Today my worker sat down across from me and in all seriousness (it's hard to do this sometimes) told me that he was worried that I was going to burn out. The fact that my students think about this and care really struck me... I am amazed and touched and told him I appreciated this concern... and I did. His parents are teachers and apparently he's seen it before. He also knows what goes on in my office more than anyone else in this school does. (This is why I love this kid.)
And I grudgingly admit that he's not altogether wrong, although I am still adamant that I am and will be just fine. The basic reality that I can afford to do this and I do in fact have the energy to do so carries more weight than you'd think. (Am I sounding defensive?

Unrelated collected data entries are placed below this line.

//! The family of text-editable control types.

use crate::control::TextControl;
use crate::error::ControlError;
use serde::{Deserialize, Serialize};
use std::fmt;
use std::str::FromStr;

/// A kind of text-editing control.
#[derive(Debug, Clone, Copy, PartialEq, Eq, Hash, Serialize, Deserialize)]
pub enum TextEditableType {
    /// Plain single- or multi-line text.
    TextBox,
    /// Rich text; accepts returns by default.
    RichTextBox,
    /// Masked single-line input.
    PasswordBox,
}

impl TextEditableType {
    /// Every control type, in a fixed order.
    pub fn values() -> &'static [TextEditableType] {
        &[Self::TextBox, Self::RichTextBox, Self::PasswordBox]
    }

    /// A fresh control of this type with default properties.
    pub fn create_instance(self) -> TextControl {
        TextControl::new(self)
    }

    pub fn is_password(self) -> bool {
        matches!(self, Self::PasswordBox)
    }

    /// Whether the control can hold line breaks.
    pub fn supports_multiline(self) -> bool {
        !self.is_password()
    }

    pub fn name(self) -> &'static str {
        match self {
            Self::TextBox => "TextBox",
            Self::RichTextBox => "RichTextBox",
            Self::PasswordBox => "PasswordBox",
        }
    }
}

impl fmt::Display for TextEditableType {
    fn fmt(&self, f: &mut fmt::Formatter<'_>) -> fmt::Result {
        f.write_str(self.name())
    }
}

impl FromStr for TextEditableType {
    type Err = ControlError;

    fn from_str(s: &str) -> Result<Self, Self::Err> {
        Self::values()
            .iter()
            .copied()
            .find(|kind| kind.name().eq_ignore_ascii_case(s))
            .ok_or_else(|| ControlError::UnknownType(s.to_string()))
    }
}
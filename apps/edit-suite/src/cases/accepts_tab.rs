//! Tab handling follows `AcceptsTab`.
//!
//! With `AcceptsTab` off, Tab and Shift+Tab move focus to the neighbouring
//! buttons and leave the text alone. With it on, both keys replace the
//! selection with a tab character and focus stays put.

use super::{editable_types, host_error, new_window, pump, type_keys, CaseContext, SelectionState};
use edit_controls::{ElementId, TextEditableType, Window};
use edit_harness::{
    Combination, CombinatorialCase, Dimension, FailurePolicy, Host, StepQueue, TestLog,
    TestResult,
};

pub const NAME: &str = "accepts-tab";

pub struct AcceptsTabCase {
    log: TestLog,
    policy: FailurePolicy,
    window: Window,

    kind: TextEditableType,
    selection: SelectionState,
    text: String,
    accepts_tab: bool,

    control: ElementId,
    before_button: ElementId,
    after_button: ElementId,
    text_before_caret: String,
    text_after_caret: String,
    state_before: String,
}

impl AcceptsTabCase {
    pub fn new(ctx: &CaseContext) -> TestResult<Self> {
        Ok(Self {
            log: ctx.new_log(NAME),
            policy: ctx.policy_or(FailurePolicy::FailFast),
            window: new_window()?,
            kind: TextEditableType::TextBox,
            selection: SelectionState::Start,
            text: String::new(),
            accepts_tab: false,
            control: 0,
            before_button: 0,
            after_button: 0,
            text_before_caret: String::new(),
            text_after_caret: String::new(),
            state_before: String::new(),
        })
    }

    fn build_window(&mut self) -> TestResult<()> {
        let mut control = self.kind.create_instance();
        self.log
            .verify(!control.accepts_tab(), "AcceptsTab defaults to false", true)?;
        control.set_accepts_tab(self.accepts_tab).map_err(host_error)?;

        self.window.clear();
        self.before_button = self.window.add_button("Before");
        self.control = self.window.add_control(control, 5);
        self.after_button = self.window.add_button("After");
        self.log.log(format!(
            "---- {} SelectionState: {:?} ---- Text: {:?}",
            self.kind, self.selection, self.text
        ));
        Ok(())
    }

    /// Reset text and selection and focus the control.
    fn set_selection(&mut self) -> TestResult<()> {
        let control = self.window.control_mut(self.control).map_err(host_error)?;
        control.set_text(&self.text);
        self.selection.apply(control).map_err(host_error)?;
        self.window.focus(self.control).map_err(host_error)
    }

    /// Remember the content around the selection, then press `keys`.
    fn press(&mut self, keys: &str) -> TestResult<()> {
        let control = self.window.control(self.control).map_err(host_error)?;
        self.state_before = control.text();
        self.text_before_caret = control.text_before_selection();
        self.text_after_caret = control.text_after_selection();
        type_keys(&mut self.window, keys)
    }

    fn verify_result(&mut self, expected_focus: ElementId, key_name: &str) -> TestResult<()> {
        let text = self.window.control(self.control).map_err(host_error)?.text();

        if self.accepts_tab {
            let focused = self.window.is_focused(self.control);
            self.log.verify(
                focused,
                format!("Focus stays on the control for {}", key_name),
                true,
            )?;
            let expected = format!("{}\t{}", self.text_before_caret, self.text_after_caret);
            self.log.verify_eq(
                expected.as_str(),
                text.as_str(),
                &format!("{} is accepted when AcceptsTab is true", key_name),
                true,
            )
        } else {
            let focused = self.window.is_focused(expected_focus);
            self.log
                .verify(focused, format!("Focus moves for {}", key_name), true)?;
            self.log.verify_eq(
                self.state_before.as_str(),
                text.as_str(),
                &format!("{} is not accepted when AcceptsTab is false", key_name),
                true,
            )
        }
    }
}

impl Host for AcceptsTabCase {
    fn do_events(&mut self) -> TestResult<()> {
        pump(&mut self.window)
    }
}

impl CombinatorialCase for AcceptsTabCase {
    fn name(&self) -> &str {
        NAME
    }

    fn dimensions(&self) -> TestResult<Vec<Dimension>> {
        Ok(vec![
            editable_types()?,
            SelectionState::dimension()?,
            Dimension::new("Text", ["", "Hello world"])?,
            // Password boxes never accept tabs.
            Dimension::with_filters(
                "AcceptsTab",
                [true, false],
                vec![Some("EditableType!=2".to_string()), None],
            )?,
        ])
    }

    fn read_combination(&mut self, combination: &Combination) -> TestResult<bool> {
        self.kind = combination.parse("EditableType")?;
        self.selection = combination.parse("SelectionState")?;
        self.text = combination.get_str("Text")?.to_string();
        self.accepts_tab = combination.get_bool("AcceptsTab")?;
        Ok(!(self.kind.is_password() && self.accepts_tab))
    }

    fn start_combination(&mut self, queue: &mut StepQueue<Self>) -> TestResult<()> {
        self.build_window()?;
        queue.queue_step(|case: &mut Self, queue| {
            case.set_selection()?;
            queue.queue_step(|case: &mut Self, queue| {
                case.press("{TAB}")?;
                queue.queue_step(|case: &mut Self, queue| {
                    let after = case.after_button;
                    case.verify_result(after, "Tab")?;
                    case.set_selection()?;
                    queue.queue_step(|case: &mut Self, queue| {
                        case.press("+{TAB}")?;
                        queue.queue_step(|case: &mut Self, _| {
                            let before = case.before_button;
                            case.verify_result(before, "Shift+Tab")
                        });
                        Ok(())
                    });
                    Ok(())
                });
                Ok(())
            });
            Ok(())
        });
        Ok(())
    }

    fn log(&mut self) -> &mut TestLog {
        &mut self.log
    }

    fn failure_policy(&self) -> FailurePolicy {
        self.policy
    }
}
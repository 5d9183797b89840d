//! Runs the selected cases and reports on them.

use crate::cases::{self, CaseContext};
use crate::cli::RunArgs;
use crate::config::SuiteConfig;
use anyhow::{bail, Context, Result};
use edit_harness::ci::github_actions;
use edit_harness::{
    CiConfig, CombinationFile, FailurePolicy, Outcome, Overrides, TestLog, TestReporter,
    TimeoutRunner,
};
use std::path::PathBuf;
use std::time::Duration;

/// Everything needed to run a set of cases.
#[derive(Debug)]
pub struct RunPlan {
    cases: Vec<String>,
    overrides: Overrides,
    combinations: Option<CombinationFile>,
    ctx: CaseContext,
    timeout: Duration,
    report: Option<PathBuf>,
}

impl RunPlan {
    /// Resolve command-line arguments against the configuration.
    ///
    /// The command line wins over the config file, which wins over CI
    /// defaults.
    pub fn new(args: &RunArgs, config: &SuiteConfig, ci: &CiConfig) -> Result<Self> {
        let cases = if args.cases.is_empty() {
            cases::CASES.iter().map(|c| c.name.to_string()).collect()
        } else {
            args.cases.clone()
        };
        for name in &cases {
            if !cases::CASES.iter().any(|c| c.name == name.as_str()) {
                bail!("unknown test case '{}' (see `edit-suite list`)", name);
            }
        }

        let overrides = Overrides::parse_all(&args.dims)?;

        let timeout_secs = args.timeout.unwrap_or(config.run.timeout_secs);
        if timeout_secs == 0 {
            bail!("the per-case timeout must be at least one second");
        }

        let combinations = match args.combinations.as_ref().or(config.run.combinations.as_ref()) {
            Some(path) => Some(
                CombinationFile::load(path)
                    .with_context(|| format!("loading combinations from {}", path.display()))?,
            ),
            None => None,
        };

        let policy = args
            .failure_policy()
            .or(config.run.failure_policy)
            .or_else(|| ci.fail_fast.then_some(FailurePolicy::FailFast));

        let ctx = CaseContext {
            policy,
            artifacts: args.artifacts.clone().or_else(|| config.run.artifacts_dir.clone()),
            masters: args.masters.clone().or_else(|| config.run.masters_dir.clone()),
            criteria: config.comparison,
        };

        Ok(Self {
            cases,
            overrides,
            combinations,
            ctx,
            timeout: Duration::from_secs(timeout_secs),
            report: args.report.clone(),
        })
    }

    pub fn cases(&self) -> &[String] {
        &self.cases
    }

    /// Combination file values for `case`, then command-line values on top.
    pub fn overrides_for(&self, case: &str) -> Result<Overrides> {
        let mut overrides = match &self.combinations {
            Some(file) if file.block_for(case).is_some() => {
                Overrides::from_dimensions(&file.dimensions_for(case)?)
            }
            _ => Overrides::new(),
        };
        overrides.merge(&self.overrides);
        Ok(overrides)
    }

    /// Run every case in order, each under the time limit.
    pub async fn execute(&self, ci: &CiConfig) -> Result<TestReporter> {
        let runner = TimeoutRunner::new(self.timeout);
        let mut reporter = TestReporter::with_config(ci);

        for name in self.cases() {
            if ci.annotations {
                github_actions::group(name);
            }

            let overrides = self.overrides_for(name)?;
            let ctx = self.ctx.clone();
            let case = name.clone();
            let outcome = runner
                .run(name, move || run_one(&case, &ctx, &overrides))
                .await;

            tracing::info!(
                case = %outcome.case,
                status = %outcome.status,
                combinations = outcome.combinations_run,
                "outcome recorded"
            );
            println!("{}", outcome.summary());

            if ci.annotations {
                github_actions::annotate(&outcome);
                github_actions::endgroup();
            }
            reporter.record(outcome);
        }

        println!();
        println!("{}", reporter.summary());

        if let Some(path) = &self.report {
            reporter
                .write_json(path)
                .with_context(|| format!("writing report {}", path.display()))?;
        }
        Ok(reporter)
    }
}

/// Run a case, turning a setup error into a failed outcome.
fn run_one(name: &str, ctx: &CaseContext, overrides: &Overrides) -> Outcome {
    cases::run_named(name, ctx, overrides).unwrap_or_else(|e| {
        let mut log = TestLog::new(name);
        log.record_error(&e);
        log.finish()
    })
}
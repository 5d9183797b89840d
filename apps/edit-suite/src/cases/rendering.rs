//! Rendering reacts to edits, and password boxes render masked.
//!
//! Renderings are compared as bitmaps: typing must change the picture, a
//! password box must look exactly like a text box showing its mask glyphs
//! and must not look like a text box showing the clear text.

use super::{editable_types, host_error, new_window, pump, type_keys, CaseContext};
use edit_controls::{ElementId, TextControl, TextEditableType, Window};
use edit_harness::{
    Bitmap, Combination, CombinatorialCase, ComparisonCriteria, Dimension, FailurePolicy,
    Fixtures, Host, MasterImages, StepQueue, TestLog, TestResult,
};
use std::path::PathBuf;

pub const NAME: &str = "rendering";

pub struct RenderingCase {
    log: TestLog,
    policy: FailurePolicy,
    criteria: ComparisonCriteria,
    masters: Option<PathBuf>,
    window: Window,
    control: ElementId,

    kind: TextEditableType,
    text: String,
    text_id: String,
    before: Option<Bitmap>,
}

impl RenderingCase {
    pub fn new(ctx: &CaseContext) -> TestResult<Self> {
        Ok(Self {
            log: ctx.new_log(NAME),
            policy: ctx.policy_or(FailurePolicy::CollectAll),
            criteria: ctx.criteria,
            masters: ctx.masters.clone(),
            window: new_window()?,
            control: 0,
            kind: TextEditableType::TextBox,
            text: String::new(),
            text_id: String::new(),
            before: None,
        })
    }

    fn capture(window: &mut Window, id: ElementId) -> TestResult<Bitmap> {
        let buffer = window.capture(id).map_err(host_error)?;
        Ok(Bitmap::from_buffer(&buffer, buffer.area))
    }

    /// Render a focused text box holding `text` with the caret at `caret`.
    fn render_text_box(text: &str, caret: usize) -> TestResult<Bitmap> {
        let mut window = new_window()?;
        let mut control = TextControl::new(TextEditableType::TextBox);
        control.set_text(text);
        control.set_caret_index(caret as i64).map_err(host_error)?;
        let id = window.add_control(control, 3);
        window.focus(id).map_err(host_error)?;
        pump(&mut window)?;
        Self::capture(&mut window, id)
    }

    fn verify_after_typing(&mut self) -> TestResult<()> {
        let after = Self::capture(&mut self.window, self.control)?;
        self.log_image(&after, "after")?;

        if let Some(before) = &self.before {
            let changed = !before.compare(&after, &ComparisonCriteria::exact()).criteria_met;
            self.log.verify(changed, "Typing changes the rendering", true)?;
        }

        let control = self.window.control(self.control).map_err(host_error)?;
        let (shown, clear, caret) = (control.display_text(), control.text(), control.caret_index());

        let reference = Self::render_text_box(&shown, caret)?;
        let result = reference.compare(&after, &self.criteria);
        self.log.verify(
            result.criteria_met,
            format!(
                "{} renders like a TextBox showing {:?}: {}",
                self.kind,
                shown,
                result.describe()
            ),
            true,
        )?;

        if self.kind.is_password() {
            let unmasked = Self::render_text_box(&clear, caret)?;
            let same = unmasked.compare(&after, &ComparisonCriteria::exact()).criteria_met;
            self.log
                .verify(!same, "Password content is not rendered in clear", true)?;
        }

        if let Some(dir) = &self.masters {
            let name = format!("{}-{}", self.kind, self.text_id);
            MasterImages::new(dir).assert_matches(&name, &after, &self.criteria)?;
        }
        Ok(())
    }

    fn log_image(&mut self, bitmap: &Bitmap, stage: &str) -> TestResult<()> {
        let name = format!("{}-{}-{}", self.kind, self.text_id, stage);
        self.log.log_image(bitmap, &name).map(|_| ())
    }
}

impl Host for RenderingCase {
    fn do_events(&mut self) -> TestResult<()> {
        pump(&mut self.window)
    }
}

impl CombinatorialCase for RenderingCase {
    fn name(&self) -> &str {
        NAME
    }

    fn dimensions(&self) -> TestResult<Vec<Dimension>> {
        Ok(vec![
            editable_types()?,
            Fixtures::text_dimension("Text", &["empty", "latin", "surrogate-pair", "mixed-scripts"])?,
        ])
    }

    fn read_combination(&mut self, combination: &Combination) -> TestResult<bool> {
        self.kind = combination.parse("EditableType")?;
        self.text = combination.get_str("Text")?.to_string();
        self.text_id = combination.value("Text")?.identifier();
        self.before = None;
        Ok(true)
    }

    fn start_combination(&mut self, queue: &mut StepQueue<Self>) -> TestResult<()> {
        let mut control = self.kind.create_instance();
        control.set_text(&self.text);
        control.set_caret_index(control.len() as i64).map_err(host_error)?;

        self.window.clear();
        self.control = self.window.add_control(control, 3);
        self.window.focus(self.control).map_err(host_error)?;

        queue.queue_step(|case: &mut Self, queue| {
            let before = Self::capture(&mut case.window, case.control)?;
            case.log_image(&before, "before")?;
            case.before = Some(before);
            type_keys(&mut case.window, "X")?;

            queue.queue_step(|case: &mut Self, _| case.verify_after_typing());
            Ok(())
        });
        Ok(())
    }

    fn log(&mut self) -> &mut TestLog {
        &mut self.log
    }

    fn failure_policy(&self) -> FailurePolicy {
        self.policy
    }
}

) So I'm doing it. It's all I know how to do. Work hard and put my shoulder into it... I wouldn't enjoy it any other way. I can afford to do it and I'll do it until I do indeed burn out if that's the way it's going to be. But don't tell me I can't do it... (And yes, I was this honest with my student, as I am to all my students. Sometimes I believe I am too honest.) The force of love and passion is quite underestimated. When I come home from my often 10-hour days, I am not burnt out or tired or drained. In fact I am sitting here with a goofy smile on my face because even though I have a billion things to do tomorrow and this week and even though I know with tomorrow's staff meeting I'll have another 12+ hour day, I am happy and even excited to go back to work. (I might even get to teach Bible next year!)
Homeleaves always seem to come at the right time, which also helps a lot. Almost exactly 3 weeks until the next long spring break.
But they that wait upon the LORD shall renew their strength; they shall mount up with wings as eagles; they shall run, and not be weary; and they shall walk, and not faint. -Isaiah 40:31
Thank You for those who I know are praying for me... God is so good and He is doing His marvelous work in this world and in my small life. And since I know better than to ignore the advice of the masses, I will be careful. But seriously. I'm ok. I'm more than ok. I'm good.
I even had a student who never talks to anyone come into my office (by himself) just to chat. I've had the impression that he wants to impress me and I've been waiting for him to finally make a move. Please pray for me as I interact with him... he's going to be a tough one.
Comments (2)
Hey, long time no see! Good to see you again. Thanks for coming by.
Whatcha doin now?
Hey! Sounds like some underground praying happened before your student got the impulse to stop by your office:) Ooooh.. possibility to teach bible class next year? Sounds like the students are in for a revelation of the bible and their heart.